◆ **Exercise details**:
From the material below, pull each line containing the string "join".

◆ **Extracted data**:
- Opening Delimiter -

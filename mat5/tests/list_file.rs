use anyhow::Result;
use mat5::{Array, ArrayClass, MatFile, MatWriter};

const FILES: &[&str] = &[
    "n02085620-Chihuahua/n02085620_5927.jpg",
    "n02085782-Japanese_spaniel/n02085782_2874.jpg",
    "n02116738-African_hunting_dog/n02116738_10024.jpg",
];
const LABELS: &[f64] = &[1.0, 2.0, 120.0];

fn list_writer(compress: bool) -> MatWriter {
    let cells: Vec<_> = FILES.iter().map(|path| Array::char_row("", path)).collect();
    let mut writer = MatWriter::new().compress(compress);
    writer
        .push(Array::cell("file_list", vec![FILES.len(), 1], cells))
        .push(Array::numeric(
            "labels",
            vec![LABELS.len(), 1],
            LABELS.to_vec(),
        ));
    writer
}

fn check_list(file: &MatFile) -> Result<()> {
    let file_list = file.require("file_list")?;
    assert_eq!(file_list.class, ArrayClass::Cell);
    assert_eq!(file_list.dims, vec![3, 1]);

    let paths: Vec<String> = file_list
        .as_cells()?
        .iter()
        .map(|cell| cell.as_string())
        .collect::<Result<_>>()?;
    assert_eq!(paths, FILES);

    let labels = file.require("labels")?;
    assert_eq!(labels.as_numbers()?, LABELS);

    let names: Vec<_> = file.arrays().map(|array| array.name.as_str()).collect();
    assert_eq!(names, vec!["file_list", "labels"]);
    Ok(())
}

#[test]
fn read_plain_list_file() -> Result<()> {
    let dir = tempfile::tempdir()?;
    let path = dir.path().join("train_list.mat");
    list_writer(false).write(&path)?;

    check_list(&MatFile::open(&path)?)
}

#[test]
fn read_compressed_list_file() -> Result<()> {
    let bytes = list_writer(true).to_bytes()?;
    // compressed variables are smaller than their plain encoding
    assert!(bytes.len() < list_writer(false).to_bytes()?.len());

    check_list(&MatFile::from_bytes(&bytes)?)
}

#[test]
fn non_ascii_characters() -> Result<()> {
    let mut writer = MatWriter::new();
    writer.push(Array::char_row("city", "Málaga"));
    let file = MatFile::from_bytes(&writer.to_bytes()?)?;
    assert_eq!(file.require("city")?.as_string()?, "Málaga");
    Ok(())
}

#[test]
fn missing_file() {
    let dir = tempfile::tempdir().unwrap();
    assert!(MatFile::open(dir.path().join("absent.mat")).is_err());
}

- Closing Delimiter -
- Opening Delimiter -

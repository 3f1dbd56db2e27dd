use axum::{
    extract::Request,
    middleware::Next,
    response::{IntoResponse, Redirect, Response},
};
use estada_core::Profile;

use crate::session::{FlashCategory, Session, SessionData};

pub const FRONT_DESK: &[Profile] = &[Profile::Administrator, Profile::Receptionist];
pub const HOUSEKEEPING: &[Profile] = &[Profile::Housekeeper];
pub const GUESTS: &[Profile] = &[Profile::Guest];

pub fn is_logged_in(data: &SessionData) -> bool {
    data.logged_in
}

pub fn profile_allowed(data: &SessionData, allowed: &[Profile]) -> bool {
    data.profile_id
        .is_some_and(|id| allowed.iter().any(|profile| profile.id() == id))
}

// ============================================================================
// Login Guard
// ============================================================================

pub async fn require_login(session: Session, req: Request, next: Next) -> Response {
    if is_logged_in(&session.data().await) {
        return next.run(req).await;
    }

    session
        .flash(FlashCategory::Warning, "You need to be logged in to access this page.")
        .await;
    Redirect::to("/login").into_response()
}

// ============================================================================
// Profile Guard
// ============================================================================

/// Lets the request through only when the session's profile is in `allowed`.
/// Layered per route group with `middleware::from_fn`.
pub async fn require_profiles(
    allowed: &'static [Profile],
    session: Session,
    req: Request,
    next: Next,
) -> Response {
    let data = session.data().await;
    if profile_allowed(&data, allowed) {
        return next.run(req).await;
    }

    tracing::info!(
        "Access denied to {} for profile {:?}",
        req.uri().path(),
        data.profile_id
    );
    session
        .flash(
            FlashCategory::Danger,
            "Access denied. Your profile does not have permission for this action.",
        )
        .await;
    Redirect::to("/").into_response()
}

- Closing Delimiter -

◆ **Task result**:
    let path = dir.path().join("train_list.mat");
    assert!(MatFile::open(dir.path().join("absent.mat")).is_err());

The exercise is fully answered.